Everyone who works on computers has them – friends and family who ask for computer help, but invariably can’t describe the problem they’re having, when it started, or anything else about it in a helpful way.
Now, I don’t mind helping these people out, but one thing I hate is phone support. I can easily fix a problem if I’m able to look at the screen and click around a bit myself, but on the phone I can only see and do what the user can see and do, and this isn’t always helpful.
Luckily, Microsoft has a solution for people like me – it’s called Remote Assistance, and it’s been built into Windows since the XP days. Using the Remote Desktop Connection technology (see my previous piece here), it allows one person to “invite” another person to look at their screen and, if permission is given, take control of the computer to troubleshoot.
Since Remote Assistance can be used to access files and settings on your computer, it goes without saying that you should only use this tool with people you trust.

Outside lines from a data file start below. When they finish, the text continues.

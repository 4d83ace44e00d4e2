use serde::{Deserialize, Serialize};
use std::path::{Path, PathBuf};

use crate::constants::SIDECAR_SUFFIX;
use crate::types::{BackupRecord, ResourceId};

#[derive(Debug, Clone, Serialize, Deserialize)]
pub(crate) struct BackupSidecar {
    pub(crate) schema: String, // "mendyard.backup.v1"
    pub(crate) tag: String,
    pub(crate) run_id: String,
    pub(crate) resource_id: ResourceId,
    pub(crate) size: u64,
    pub(crate) sha256: String,
    pub(crate) created_at: String,
    #[serde(skip_serializing_if = "Option::is_none")]
    pub(crate) mode: Option<String>, // octal string, e.g. "644"
}

impl BackupSidecar {
    pub(crate) fn into_record(self, payload: PathBuf) -> BackupRecord {
        BackupRecord {
            resource_id: self.resource_id,
            snapshot_path: payload,
            size: self.size,
            sha256: self.sha256,
            created_at: self.created_at,
        }
    }

    pub(crate) fn mode_bits(&self) -> Option<u32> {
        self.mode
            .as_deref()
            .and_then(|m| u32::from_str_radix(m, 8).ok())
    }
}

pub(crate) fn sidecar_path_for_backup(backup: &Path) -> PathBuf {
    let mut s = backup.as_os_str().to_owned();
    s.push(SIDECAR_SUFFIX);
    PathBuf::from(s)
}

/// Inverse of `sidecar_path_for_backup`; `None` when `sidecar` is not a sidecar name.
pub(crate) fn payload_path_for_sidecar(sidecar: &Path) -> Option<PathBuf> {
    let s = sidecar.to_str()?;
    s.strip_suffix(SIDECAR_SUFFIX).map(PathBuf::from)
}

pub(crate) fn write_sidecar(backup: &Path, sc: &BackupSidecar) -> std::io::Result<()> {
    let sc_path = sidecar_path_for_backup(backup);
    if let Some(parent) = sc_path.parent() {
        std::fs::create_dir_all(parent)?;
    }
    let f = std::fs::File::create(&sc_path)?;
    serde_json::to_writer_pretty(&f, sc).map_err(std::io::Error::other)?;
    let _ = f.sync_all();
    let _ = crate::fs::atomic::fsync_parent_dir(&sc_path);
    Ok(())
}

pub(crate) fn read_sidecar(sc_path: &Path) -> std::io::Result<BackupSidecar> {
    let f = std::fs::File::open(sc_path)?;
    serde_json::from_reader(f).map_err(std::io::Error::other)
}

To begin, both the assistant and the assistee must have Windows Remote Assistance open on their computers. It can be found in the Start menu by typing “Windows Remote Assistance” in the search box.
We’ll follow the assistee first, the person who needs the help. Click Invite Someone you trust to help you.
You’ve got a number of options here. If you use a web-based email provider like Gmail or Yahoo! mail, you can save the invitation as a file and send it as an attachment to the person who will be helping you. If you use a client-based email service like Windows Live Mail or Microsoft Outlook or Mozilla Thunderbird, you can click Use e-mail to send an invitation to help automate this process. The person assisting you will need that file and the 12 digit alphanumerical password that appears on the screen in order to connect to your computer.
You can also try to use the Easy Connect option to connect the two computers – for this method, both computers will connect to a remote server and, using a password, they can find and connect to each other. Both computers must be on a network that allows such connections – some businesses may have firewalls that prevent Easy Connect from working normally.